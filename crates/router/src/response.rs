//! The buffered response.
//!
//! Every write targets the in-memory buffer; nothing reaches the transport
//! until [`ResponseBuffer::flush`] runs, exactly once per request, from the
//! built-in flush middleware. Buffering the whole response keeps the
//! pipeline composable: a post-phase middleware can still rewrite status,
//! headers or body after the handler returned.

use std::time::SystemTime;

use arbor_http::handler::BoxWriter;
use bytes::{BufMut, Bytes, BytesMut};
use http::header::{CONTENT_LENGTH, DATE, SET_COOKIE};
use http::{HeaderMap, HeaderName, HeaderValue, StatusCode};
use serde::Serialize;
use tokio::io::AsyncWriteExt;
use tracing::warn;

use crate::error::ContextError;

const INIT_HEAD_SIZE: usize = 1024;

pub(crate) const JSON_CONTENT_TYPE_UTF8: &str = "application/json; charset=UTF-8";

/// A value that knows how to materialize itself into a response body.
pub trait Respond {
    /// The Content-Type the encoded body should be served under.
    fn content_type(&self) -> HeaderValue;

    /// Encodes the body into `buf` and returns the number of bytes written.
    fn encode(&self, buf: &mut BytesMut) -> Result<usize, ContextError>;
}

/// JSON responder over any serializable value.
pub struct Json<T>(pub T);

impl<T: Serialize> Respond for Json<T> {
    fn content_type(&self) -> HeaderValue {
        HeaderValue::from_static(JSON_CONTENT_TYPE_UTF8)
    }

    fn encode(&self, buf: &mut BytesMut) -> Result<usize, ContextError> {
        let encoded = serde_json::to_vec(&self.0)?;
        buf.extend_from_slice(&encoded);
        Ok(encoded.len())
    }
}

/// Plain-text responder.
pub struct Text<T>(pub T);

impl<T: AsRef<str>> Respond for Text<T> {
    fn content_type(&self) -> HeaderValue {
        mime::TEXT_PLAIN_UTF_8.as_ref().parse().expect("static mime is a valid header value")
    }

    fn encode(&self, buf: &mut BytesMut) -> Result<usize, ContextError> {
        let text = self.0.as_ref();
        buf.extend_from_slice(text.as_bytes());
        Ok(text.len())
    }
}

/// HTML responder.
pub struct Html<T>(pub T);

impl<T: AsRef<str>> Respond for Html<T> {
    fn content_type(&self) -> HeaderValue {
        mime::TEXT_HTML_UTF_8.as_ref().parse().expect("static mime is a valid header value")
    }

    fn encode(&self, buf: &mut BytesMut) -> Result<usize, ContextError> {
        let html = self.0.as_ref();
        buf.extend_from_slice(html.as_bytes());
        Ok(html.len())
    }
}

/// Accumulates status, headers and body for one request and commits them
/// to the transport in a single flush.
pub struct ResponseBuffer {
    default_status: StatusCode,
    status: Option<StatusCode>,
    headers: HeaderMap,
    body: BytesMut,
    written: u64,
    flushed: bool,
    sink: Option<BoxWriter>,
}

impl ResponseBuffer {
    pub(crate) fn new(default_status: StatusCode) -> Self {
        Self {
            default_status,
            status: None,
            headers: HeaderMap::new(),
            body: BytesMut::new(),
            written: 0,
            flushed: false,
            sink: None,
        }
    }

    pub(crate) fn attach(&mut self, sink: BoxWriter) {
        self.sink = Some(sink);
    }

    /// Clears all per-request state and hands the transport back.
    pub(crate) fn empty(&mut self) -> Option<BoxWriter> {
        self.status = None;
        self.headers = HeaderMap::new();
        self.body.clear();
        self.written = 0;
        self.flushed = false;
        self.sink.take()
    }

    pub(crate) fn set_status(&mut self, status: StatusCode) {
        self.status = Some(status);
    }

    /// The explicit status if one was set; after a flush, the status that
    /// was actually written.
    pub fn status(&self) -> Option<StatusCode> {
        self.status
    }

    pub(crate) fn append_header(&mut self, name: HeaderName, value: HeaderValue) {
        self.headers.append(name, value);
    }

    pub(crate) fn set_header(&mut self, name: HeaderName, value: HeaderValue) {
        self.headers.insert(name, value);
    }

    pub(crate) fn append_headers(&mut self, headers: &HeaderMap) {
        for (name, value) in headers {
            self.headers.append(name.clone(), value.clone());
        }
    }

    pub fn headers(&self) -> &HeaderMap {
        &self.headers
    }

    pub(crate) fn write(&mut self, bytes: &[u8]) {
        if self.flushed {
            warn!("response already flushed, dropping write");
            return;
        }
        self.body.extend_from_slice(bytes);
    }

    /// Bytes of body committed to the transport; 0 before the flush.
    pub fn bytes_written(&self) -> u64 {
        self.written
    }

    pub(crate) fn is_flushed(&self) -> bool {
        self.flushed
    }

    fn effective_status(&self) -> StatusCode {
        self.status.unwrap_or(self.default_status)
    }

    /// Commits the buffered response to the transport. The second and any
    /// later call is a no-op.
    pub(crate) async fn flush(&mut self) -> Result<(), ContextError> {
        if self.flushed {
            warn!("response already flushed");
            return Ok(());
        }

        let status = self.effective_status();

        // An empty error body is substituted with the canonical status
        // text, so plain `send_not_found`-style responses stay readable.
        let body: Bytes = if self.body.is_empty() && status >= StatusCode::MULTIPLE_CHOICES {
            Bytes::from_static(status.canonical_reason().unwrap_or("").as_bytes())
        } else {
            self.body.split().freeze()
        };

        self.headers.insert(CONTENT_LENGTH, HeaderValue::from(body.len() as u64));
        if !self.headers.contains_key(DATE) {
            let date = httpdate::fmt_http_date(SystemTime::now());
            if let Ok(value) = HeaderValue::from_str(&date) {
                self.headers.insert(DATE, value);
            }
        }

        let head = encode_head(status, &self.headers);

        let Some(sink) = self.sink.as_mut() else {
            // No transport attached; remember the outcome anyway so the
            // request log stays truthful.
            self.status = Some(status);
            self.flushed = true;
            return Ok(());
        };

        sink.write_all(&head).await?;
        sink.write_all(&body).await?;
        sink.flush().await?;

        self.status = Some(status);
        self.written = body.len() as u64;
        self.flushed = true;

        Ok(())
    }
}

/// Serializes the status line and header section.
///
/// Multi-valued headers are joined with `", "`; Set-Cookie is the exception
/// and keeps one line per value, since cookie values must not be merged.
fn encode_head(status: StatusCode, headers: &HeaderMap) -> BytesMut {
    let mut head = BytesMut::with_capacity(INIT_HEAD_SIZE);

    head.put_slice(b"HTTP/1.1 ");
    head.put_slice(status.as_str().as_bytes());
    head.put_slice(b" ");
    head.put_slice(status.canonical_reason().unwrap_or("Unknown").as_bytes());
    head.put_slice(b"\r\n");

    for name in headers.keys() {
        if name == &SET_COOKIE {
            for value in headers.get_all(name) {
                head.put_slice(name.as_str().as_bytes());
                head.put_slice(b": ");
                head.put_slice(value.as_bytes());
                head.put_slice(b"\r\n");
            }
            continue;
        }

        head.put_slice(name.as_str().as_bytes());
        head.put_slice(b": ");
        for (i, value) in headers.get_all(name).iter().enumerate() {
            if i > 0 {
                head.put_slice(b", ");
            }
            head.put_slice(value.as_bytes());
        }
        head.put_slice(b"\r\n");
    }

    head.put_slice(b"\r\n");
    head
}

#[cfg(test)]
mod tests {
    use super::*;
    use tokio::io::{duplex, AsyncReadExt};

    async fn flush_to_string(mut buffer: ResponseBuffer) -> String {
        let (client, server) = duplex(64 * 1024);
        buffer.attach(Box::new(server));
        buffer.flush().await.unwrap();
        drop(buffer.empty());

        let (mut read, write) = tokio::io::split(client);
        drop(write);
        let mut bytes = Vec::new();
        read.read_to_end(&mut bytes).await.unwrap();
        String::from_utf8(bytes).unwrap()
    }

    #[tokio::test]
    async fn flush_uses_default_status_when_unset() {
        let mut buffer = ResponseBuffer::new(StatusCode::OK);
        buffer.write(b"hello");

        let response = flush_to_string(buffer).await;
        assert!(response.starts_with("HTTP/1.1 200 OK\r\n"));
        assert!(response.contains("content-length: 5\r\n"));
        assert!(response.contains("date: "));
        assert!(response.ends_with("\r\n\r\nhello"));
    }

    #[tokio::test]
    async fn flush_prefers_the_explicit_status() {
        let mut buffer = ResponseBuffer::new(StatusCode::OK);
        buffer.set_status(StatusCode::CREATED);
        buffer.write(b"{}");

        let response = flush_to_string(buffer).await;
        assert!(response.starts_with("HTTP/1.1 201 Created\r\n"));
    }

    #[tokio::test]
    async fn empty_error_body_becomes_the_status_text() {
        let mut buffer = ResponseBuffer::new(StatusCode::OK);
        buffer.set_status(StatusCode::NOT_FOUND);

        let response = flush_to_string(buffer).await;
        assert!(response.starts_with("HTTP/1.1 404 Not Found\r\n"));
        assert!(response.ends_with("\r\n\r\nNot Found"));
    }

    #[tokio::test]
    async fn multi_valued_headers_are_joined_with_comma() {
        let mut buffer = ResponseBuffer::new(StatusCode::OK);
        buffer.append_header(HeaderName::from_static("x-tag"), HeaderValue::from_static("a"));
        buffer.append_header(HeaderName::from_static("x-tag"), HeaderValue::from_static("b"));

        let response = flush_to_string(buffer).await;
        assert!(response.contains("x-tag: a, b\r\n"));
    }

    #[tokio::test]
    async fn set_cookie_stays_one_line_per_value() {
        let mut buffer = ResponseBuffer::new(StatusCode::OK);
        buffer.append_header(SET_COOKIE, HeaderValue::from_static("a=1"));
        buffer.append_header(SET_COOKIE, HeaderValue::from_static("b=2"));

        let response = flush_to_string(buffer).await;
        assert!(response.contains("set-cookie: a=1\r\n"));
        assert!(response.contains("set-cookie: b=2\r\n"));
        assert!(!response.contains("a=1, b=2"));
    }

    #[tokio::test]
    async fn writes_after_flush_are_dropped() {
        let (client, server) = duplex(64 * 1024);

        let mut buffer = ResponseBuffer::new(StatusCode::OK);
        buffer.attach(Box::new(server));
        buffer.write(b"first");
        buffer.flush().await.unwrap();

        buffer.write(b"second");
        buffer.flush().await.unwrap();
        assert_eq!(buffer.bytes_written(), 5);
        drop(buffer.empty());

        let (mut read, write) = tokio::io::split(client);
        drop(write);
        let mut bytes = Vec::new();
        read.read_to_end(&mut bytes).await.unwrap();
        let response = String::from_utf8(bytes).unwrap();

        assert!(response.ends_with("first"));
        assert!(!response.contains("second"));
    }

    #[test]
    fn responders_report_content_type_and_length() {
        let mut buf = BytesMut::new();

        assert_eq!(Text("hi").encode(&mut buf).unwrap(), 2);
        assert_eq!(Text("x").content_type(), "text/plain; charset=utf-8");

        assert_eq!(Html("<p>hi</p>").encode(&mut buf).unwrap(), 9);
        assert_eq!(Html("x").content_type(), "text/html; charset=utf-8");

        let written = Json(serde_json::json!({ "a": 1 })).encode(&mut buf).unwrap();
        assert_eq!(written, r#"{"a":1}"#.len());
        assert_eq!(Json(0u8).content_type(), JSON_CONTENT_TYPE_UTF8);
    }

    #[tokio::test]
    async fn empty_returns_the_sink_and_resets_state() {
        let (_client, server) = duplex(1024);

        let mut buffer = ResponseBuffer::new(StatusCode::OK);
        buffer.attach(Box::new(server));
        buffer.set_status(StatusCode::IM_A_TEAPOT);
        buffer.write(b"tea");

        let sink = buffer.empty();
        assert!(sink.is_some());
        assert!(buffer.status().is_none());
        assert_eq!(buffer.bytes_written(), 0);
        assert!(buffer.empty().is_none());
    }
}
============================================================
Please copy, without any change, the lines of the material from the first through the one containing "use std::time::SystemTime;". Write nothing else.

Solution for this task >>
filename crates/router/src/response.rs
//! The buffered response.
//!
//! Every write targets the in-memory buffer; nothing reaches the transport
//! until [`ResponseBuffer::flush`] runs, exactly once per request, from the
//! built-in flush middleware. Buffering the whole response keeps the
//! pipeline composable: a post-phase middleware can still rewrite status,
//! headers or body after the handler returned.

use std::time::SystemTime;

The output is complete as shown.